Aligning loop variables, through a combination of both compiler flags and compiler directives added to code, can improve vectorization performance in key parts of the code.

Video Transcript
Key points:
  • The compiler can be instructed to allocate variables such that the base pointer is aligned on specific byte boundaries. This allows vectorization to load memory into registers without gaps at the head of the register, improving vector efficiency.

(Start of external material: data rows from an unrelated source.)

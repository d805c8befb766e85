//! Local wall clock.

use std::fmt::Write as _;

use async_trait::async_trait;
use chrono::format::{Item, StrftimeItems};
use chrono::{Local, NaiveDateTime};

use super::Source;
use crate::error::SourceError;
use crate::text::SectionText;

/// Default clock pattern: `[05. 01. 2024 - 13:07:22]`.
pub const DEFAULT_CLOCK_FORMAT: &str = "[%d. %m. %Y - %H:%M:%S]";

/// Formats the current local time with a strftime pattern.
///
/// The pattern carries its own brackets.
#[derive(Debug, Clone)]
pub struct ClockSource {
    format: String,
}

impl ClockSource {
    pub fn new() -> Self {
        Self {
            format: DEFAULT_CLOCK_FORMAT.to_string(),
        }
    }

    /// Uses a custom strftime pattern. See [`ClockSource::is_valid_format`].
    pub fn with_format(format: impl Into<String>) -> Self {
        Self {
            format: format.into(),
        }
    }

    /// True if every item of `format` is a known strftime specifier.
    pub fn is_valid_format(format: &str) -> bool {
        !StrftimeItems::new(format).any(|item| matches!(item, Item::Error))
    }

    /// Renders a given instant.
    ///
    /// ```
    /// use chrono::NaiveDate;
    /// use rootbar::ClockSource;
    ///
    /// let at = NaiveDate::from_ymd_opt(2024, 1, 5).unwrap().and_hms_opt(13, 7, 22).unwrap();
    /// let text = ClockSource::new().render_at(at, 64).unwrap();
    /// assert_eq!(text.as_str(), "[05. 01. 2024 - 13:07:22]");
    /// ```
    pub fn render_at(&self, at: NaiveDateTime, max_chars: usize) -> Result<SectionText, SourceError> {
        let mut out = String::with_capacity(self.format.len() + 16);
        write!(out, "{}", at.format(&self.format))
            .map_err(|_| SourceError::Format(self.format.clone()))?;
        Ok(SectionText::new(&out, max_chars))
    }
}

impl Default for ClockSource {
    fn default() -> Self {
        Self::new()
    }
}

#[async_trait]
impl Source for ClockSource {
    fn name(&self) -> &str {
        "clock"
    }

    async fn fetch(&self, max_chars: usize) -> Result<SectionText, SourceError> {
        self.render_at(Local::now().naive_local(), max_chars)
    }
}
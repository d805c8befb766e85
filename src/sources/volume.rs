//! Output volume, via `pulsemixer`.

use async_trait::async_trait;

use super::command::{CommandQuery, Query, bracket_first_line};
use super::Source;
use crate::error::SourceError;
use crate::text::SectionText;

/// Current output level as printed by the mixer, e.g. `[50 50]`.
pub struct VolumeSource {
    query: Box<dyn Query>,
}

impl VolumeSource {
    /// Queries `pulsemixer --get-volume`.
    pub fn new() -> Self {
        Self::with_query(CommandQuery::new("pulsemixer", ["--get-volume"]))
    }

    pub fn with_query(query: impl Query) -> Self {
        Self {
            query: Box::new(query),
        }
    }
}

impl Default for VolumeSource {
    fn default() -> Self {
        Self::new()
    }
}

#[async_trait]
impl Source for VolumeSource {
    fn name(&self) -> &str {
        "volume"
    }

    async fn fetch(&self, max_chars: usize) -> Result<SectionText, SourceError> {
        let raw = self.query.output().await?;
        bracket_first_line(&raw, self.query.label(), max_chars)
    }
}

#[cfg(test)]
mod tests {
    use super::*;

    struct Fixed(&'static str);

    #[async_trait]
    impl Query for Fixed {
        fn label(&self) -> &str {
            "fixed"
        }

        async fn output(&self) -> Result<String, SourceError> {
            Ok(self.0.to_string())
        }
    }

    #[tokio::test]
    async fn stereo_levels_are_kept_verbatim() {
        let src = VolumeSource::with_query(Fixed("50 50\n"));
        assert_eq!(src.read(64).await.text().as_str(), "[50 50]");
    }

    #[tokio::test]
    async fn only_first_line_is_used() {
        let src = VolumeSource::with_query(Fixed("30 30\nwarning: something\n"));
        assert_eq!(src.read(64).await.text().as_str(), "[30 30]");
    }
}
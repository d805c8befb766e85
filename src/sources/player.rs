//! Media player title, via `playerctl`.

use async_trait::async_trait;

use super::command::{CommandQuery, Query, bracket_first_line};
use super::Source;
use crate::error::SourceError;
use crate::text::SectionText;

/// Current track title, e.g. `[My Song]`.
///
/// No running player makes `playerctl` exit non-zero, which renders as `[Error]`.
pub struct PlayerSource {
    query: Box<dyn Query>,
}

impl PlayerSource {
    /// Queries `playerctl metadata title`.
    pub fn new() -> Self {
        Self::with_query(CommandQuery::new("playerctl", ["metadata", "title"]))
    }

    /// Uses a custom query (another player tool, or a scripted one in tests).
    pub fn with_query(query: impl Query) -> Self {
        Self {
            query: Box::new(query),
        }
    }
}

impl Default for PlayerSource {
    fn default() -> Self {
        Self::new()
    }
}

#[async_trait]
impl Source for PlayerSource {
    fn name(&self) -> &str {
        "player"
    }

    async fn fetch(&self, max_chars: usize) -> Result<SectionText, SourceError> {
        let raw = self.query.output().await?;
        bracket_first_line(&raw, self.query.label(), max_chars)
    }
}

#[cfg(test)]
mod tests {
    use super::*;
    use crate::sources::ERROR_MARKER;

    struct Scripted(Result<&'static str, ()>);

    #[async_trait]
    impl Query for Scripted {
        fn label(&self) -> &str {
            "scripted"
        }

        async fn output(&self) -> Result<String, SourceError> {
            match self.0 {
                Ok(out) => Ok(out.to_string()),
                Err(()) => Err(SourceError::Launch {
                    program: "playerctl".into(),
                    error: std::io::Error::from(std::io::ErrorKind::NotFound),
                }),
            }
        }
    }

    #[tokio::test]
    async fn title_is_bracketed_without_newline() {
        let src = PlayerSource::with_query(Scripted(Ok("My Song\n")));
        assert_eq!(src.read(64).await.text().as_str(), "[My Song]");
    }

    #[tokio::test]
    async fn launch_failure_renders_error_marker() {
        let src = PlayerSource::with_query(Scripted(Err(())));
        let reading = src.read(64).await;
        assert!(reading.is_fallback());
        assert_eq!(reading.text().as_str(), ERROR_MARKER);
    }

    #[tokio::test]
    async fn empty_title_renders_error_marker() {
        let src = PlayerSource::with_query(Scripted(Ok("")));
        assert_eq!(src.read(64).await.text().as_str(), ERROR_MARKER);
    }

    #[tokio::test]
    async fn overlong_title_is_truncated() {
        let long: &'static str = Box::leak("t".repeat(300).into_boxed_str());
        let src = PlayerSource::with_query(Scripted(Ok(long)));
        let text = src.read(64).await.into_text();
        assert_eq!(text.char_len(), 64);
    }
}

    COMPFLAGS = -align array64byte
  • This Intel compiler flag only addresses alignment of dynamically allocated data, however. For static data in common blocks or fields within derived datatypes, a compiler flag is insufficient, and compiler directives indicating memory alignment must be inserted into the code where variables are declared, e.g.,
    double complex, private :: a3c_Y(i_Th, 0:2*_pHc-1,i_pN,3)

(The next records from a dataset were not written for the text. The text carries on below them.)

//! # Observing the bar from the outside.
//!
//! [`Subscribe`] is how logging (and anything else that wants to watch section
//! updates, fallbacks and publishes) hooks into the runtime.
//!
//! Each registered subscriber is driven by its own worker with its own bounded
//! queue, sized by [`Subscribe::queue_capacity`]. Events arrive in bus order.
//! If the queue is full the event is dropped for that subscriber alone and a
//! `SubscriberOverflow` event is published. A panic inside `on_event` is caught
//! and reported as `SubscriberPanicked`; the worker keeps going.
//!
//! Section workers never wait on subscribers.
//!
//! ## Example
//! ```rust
//! use std::sync::atomic::{AtomicU64, Ordering};
//! use async_trait::async_trait;
//! use rootbar::{Event, EventKind, Subscribe};
//!
//! #[derive(Default)]
//! struct FallbackCounter(AtomicU64);
//!
//! #[async_trait]
//! impl Subscribe for FallbackCounter {
//!     async fn on_event(&self, ev: &Event) {
//!         if ev.kind == EventKind::SourceFallback {
//!             self.0.fetch_add(1, Ordering::Relaxed);
//!         }
//!     }
//!
//!     fn name(&self) -> &'static str { "fallback_counter" }
//! }
//! ```

use async_trait::async_trait;

use crate::events::Event;

/// Receives runtime events on a dedicated worker.
///
/// Implementations should not block the executor.
#[async_trait]
pub trait Subscribe: Send + Sync + 'static {
    /// Handles one event.
    async fn on_event(&self, event: &Event);

    /// Name reported in overflow and panic events.
    fn name(&self) -> &'static str {
        std::any::type_name::<Self>()
    }

    /// Queue length for this subscriber. Values below 1 are raised to 1.
    fn queue_capacity(&self) -> usize {
        256
    }
}
// Fan-out plumbing behind `SpeechControl::on`.
//
// All term subscribers of a controller share one listening session. The
// session is reference counted: the first subscriber starts it, the last one
// to drop stops it.

use std::sync::atomic::{AtomicUsize, Ordering};
use std::sync::Arc;

use parking_lot::Mutex;
use tokio::sync::{broadcast, mpsc};
use tokio_util::sync::CancellationToken;
use tracing::{debug, warn};

use crate::recognition::matcher;

use super::ListenItem;

pub(crate) struct SharedListening {
    /// Distinguishes this shared session from later ones in the same slot.
    pub(crate) epoch: u64,
    pub(crate) events: broadcast::Sender<ListenItem>,
    pub(crate) subscribers: Arc<AtomicUsize>,
    pub(crate) stop: CancellationToken,
}

pub(crate) type SharedSlot = Arc<Mutex<Option<SharedListening>>>;

/// Subscription ticket held by each `CommandStream`.
pub(crate) struct SubscriberGuard {
    slot: SharedSlot,
    epoch: u64,
    subscribers: Arc<AtomicUsize>,
    stop: CancellationToken,
}

impl SubscriberGuard {
    /// Registers one subscriber. The caller must hold the slot lock so that
    /// registration and teardown are ordered against each other.
    pub(crate) fn register(slot: &SharedSlot, shared: &SharedListening) -> Self {
        shared.subscribers.fetch_add(1, Ordering::SeqCst);
        Self {
            slot: Arc::clone(slot),
            epoch: shared.epoch,
            subscribers: Arc::clone(&shared.subscribers),
            stop: shared.stop.clone(),
        }
    }
}

impl Drop for SubscriberGuard {
    fn drop(&mut self) {
        let mut slot = self.slot.lock();
        if self.subscribers.fetch_sub(1, Ordering::SeqCst) == 1 {
            debug!("Last command subscriber detached; stopping shared listening");
            // A newer shared session may already occupy the slot.
            if slot
                .as_ref()
                .is_some_and(|shared| shared.epoch == self.epoch)
            {
                *slot = None;
            }
            self.stop.cancel();
        }
    }
}

/// Forwards matching events from the shared broadcast into one subscriber's
/// channel. An error item is terminal for the subscriber too.
pub(crate) fn spawn_term_filter(
    mut events: broadcast::Receiver<ListenItem>,
    term: String,
    tx: mpsc::Sender<ListenItem>,
) {
    tokio::spawn(async move {
        loop {
            tokio::select! {
                received = events.recv() => match received {
                    Ok(Ok(event)) => {
                        if matcher::matches(&event, &term) {
                            if tx.send(Ok(event)).await.is_err() {
                                break;
                            }
                        }
                    }
                    Ok(Err(err)) => {
                        let _ = tx.send(Err(err)).await;
                        break;
                    }
                    Err(broadcast::error::RecvError::Lagged(skipped)) => {
                        warn!(
                            "Command subscriber for {:?} lagged; skipped {} events",
                            term, skipped
                        );
                    }
                    Err(broadcast::error::RecvError::Closed) => break,
                },
                _ = tx.closed() => break,
            }
        }
    });
}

    !DIR$ ATTRIBUTES ALIGN: 64:: a3c_Y
  • With these alignment optimizations, an updated vectorization report indicates aligned memory access, with an estimated speedup that has increased from 5.83 to 7.49 as a result of alignment. In addition, loop analytics and a roofline plot for the optimized code indicate improved performance: several loops in the code have now moved above the L2 cache bandwidth roofline, although the primary bottleneck loop still lies below that roofline.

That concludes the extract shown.